In this scenario, SYRIZA would emerge as a dominant party for now but is likely to face enormous economic challenges straight away, and its electoral strength will dwindle since it will not be able to deliver on its promises of making life better for ordinary Greeks. Whether Tsipras agrees with this assessment (that his troubles will rise outside the Eurozone), however, is not clear. If not, he could be willing to flirt with this idea (the SYRIZA hardliners clearly think that life outside the Eurozone will be better). 

Second, Tsipras can cut loose the SYRIZA hardliners and seek to lead a grand coalition consisting of SYRIZA, Potami and PASOK and possibly ANEL (Independent Greeks) and New Democracy. The negotiation for such a grand bargain will be intense, however; will there be more power sharing in the executive branch? Will the coalition merely offer a vote of confidence or will it blindly support a broader parliamentary agenda? What kind of reassurances will the opposition parties require in order to ensure that they are not signing their own parliamentary deaths? Will they provide support to let SYRIZA rule for the full four years? 

At this point, Tsipras seems to be moving more in this direction.

The toughest point, as I see it, is the balancing act between what domestic constituents want to hear and what will be acceptable to Europeans. Debt relief has already become a non-issue, with Greece only asking for credible commitments for future negotiations regarding debt relief. The only thorny issues are the fiscal measures that Greece will put forth to achieve its primary surplus; and the reforms that will underpin the return to economic growth. The fiscal measures (austerity) are more or less understood although still being negotiated. 

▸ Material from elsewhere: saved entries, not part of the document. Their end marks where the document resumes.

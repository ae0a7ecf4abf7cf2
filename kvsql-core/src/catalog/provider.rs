//! In-memory providers for table, index and sequence definitions.

use std::sync::{Arc, RwLock};

use kvsql_plan::{IndexDef, SequenceDef, TableDef};
use kvsql_result::{Error, Result};
use rustc_hash::FxHashMap;

#[derive(Default)]
pub struct TablesProvider {
    map: RwLock<FxHashMap<String, Arc<TableDef>>>,
}

impl TablesProvider {
    pub fn add(&self, table: TableDef) -> Result<()> {
        let mut map = self.map.write().expect("tables provider lock poisoned");
        if map.contains_key(&table.name) {
            return Err(Error::TargetAlreadyExists(format!(
                "table '{}' already exists",
                table.name
            )));
        }
        map.insert(table.name.clone(), Arc::new(table));
        Ok(())
    }

    /// Insert or replace; used by metadata recovery, which is idempotent.
    pub fn merge(&self, table: TableDef) {
        self.map
            .write()
            .expect("tables provider lock poisoned")
            .insert(table.name.clone(), Arc::new(table));
    }

    pub fn find(&self, name: &str) -> Option<Arc<TableDef>> {
        self.map
            .read()
            .expect("tables provider lock poisoned")
            .get(name)
            .cloned()
    }

    pub fn remove(&self, name: &str) -> Option<Arc<TableDef>> {
        self.map
            .write()
            .expect("tables provider lock poisoned")
            .remove(name)
    }

    pub fn names(&self) -> Vec<String> {
        self.map
            .read()
            .expect("tables provider lock poisoned")
            .keys()
            .cloned()
            .collect()
    }

    pub fn clear(&self) {
        self.map
            .write()
            .expect("tables provider lock poisoned")
            .clear();
    }
}

#[derive(Default)]
pub struct IndexesProvider {
    map: RwLock<FxHashMap<String, Arc<IndexDef>>>,
}

impl IndexesProvider {
    pub fn add(&self, index: IndexDef) -> Result<()> {
        let mut map = self.map.write().expect("indexes provider lock poisoned");
        if map.contains_key(&index.name) {
            return Err(Error::TargetAlreadyExists(format!(
                "index '{}' already exists",
                index.name
            )));
        }
        map.insert(index.name.clone(), Arc::new(index));
        Ok(())
    }

    pub fn merge(&self, index: IndexDef) {
        self.map
            .write()
            .expect("indexes provider lock poisoned")
            .insert(index.name.clone(), Arc::new(index));
    }

    pub fn contains(&self, name: &str) -> bool {
        self.map
            .read()
            .expect("indexes provider lock poisoned")
            .contains_key(name)
    }

    pub fn find(&self, name: &str) -> Option<Arc<IndexDef>> {
        self.map
            .read()
            .expect("indexes provider lock poisoned")
            .get(name)
            .cloned()
    }

    pub fn remove(&self, name: &str) -> Option<Arc<IndexDef>> {
        self.map
            .write()
            .expect("indexes provider lock poisoned")
            .remove(name)
    }

    pub fn primary_of(&self, table: &str) -> Option<Arc<IndexDef>> {
        self.map
            .read()
            .expect("indexes provider lock poisoned")
            .values()
            .find(|index| index.primary && index.table == table)
            .cloned()
    }

    pub fn secondaries_of(&self, table: &str) -> Vec<Arc<IndexDef>> {
        self.map
            .read()
            .expect("indexes provider lock poisoned")
            .values()
            .filter(|index| !index.primary && index.table == table)
            .cloned()
            .collect()
    }

    pub fn all(&self) -> Vec<Arc<IndexDef>> {
        self.map
            .read()
            .expect("indexes provider lock poisoned")
            .values()
            .cloned()
            .collect()
    }

    pub fn clear(&self) {
        self.map
            .write()
            .expect("indexes provider lock poisoned")
            .clear();
    }
}

#[derive(Default)]
pub struct SequencesProvider {
    map: RwLock<FxHashMap<String, Arc<SequenceDef>>>,
}

impl SequencesProvider {
    pub fn add(&self, sequence: SequenceDef) -> Result<()> {
        let mut map = self.map.write().expect("sequences provider lock poisoned");
        if map.contains_key(&sequence.name) {
            return Err(Error::TargetAlreadyExists(format!(
                "sequence '{}' already exists",
                sequence.name
            )));
        }
        map.insert(sequence.name.clone(), Arc::new(sequence));
        Ok(())
    }

    pub fn find(&self, name: &str) -> Option<Arc<SequenceDef>> {
        self.map
            .read()
            .expect("sequences provider lock poisoned")
            .get(name)
            .cloned()
    }

    pub fn remove(&self, name: &str) -> Option<Arc<SequenceDef>> {
        self.map
            .write()
            .expect("sequences provider lock poisoned")
            .remove(name)
    }

    pub fn all(&self) -> Vec<Arc<SequenceDef>> {
        self.map
            .read()
            .expect("sequences provider lock poisoned")
            .values()
            .cloned()
            .collect()
    }

    pub fn clear(&self) {
        self.map
            .write()
            .expect("sequences provider lock poisoned")
            .clear();
    }
}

Reforms, however, will be hard. On one hand, SYRIZA’s economic platform has a distaste for markets and private initiative and thus it will be hard to develop a program that would satisfy Brussels, the IMF and Berlin. On the other, the list of things that Greece needs is very, very long and it is possible for SYRIZA to draft enough measures that have a modernizing tone (and do in fact modernize) without succumbing to the kind of neo-liberalism that it loathes (attaching oligopolies, fighting tax evasion, supporting inward investment in large projects, etc.). Whether this is enough to get Europe’s attention, I am not sure; what I am sure is that the Venn diagram between reforms that are acceptable both in SYRIZA (even outside the hardliners) and overseas is very small, and it will be a major challenge to find and include them all.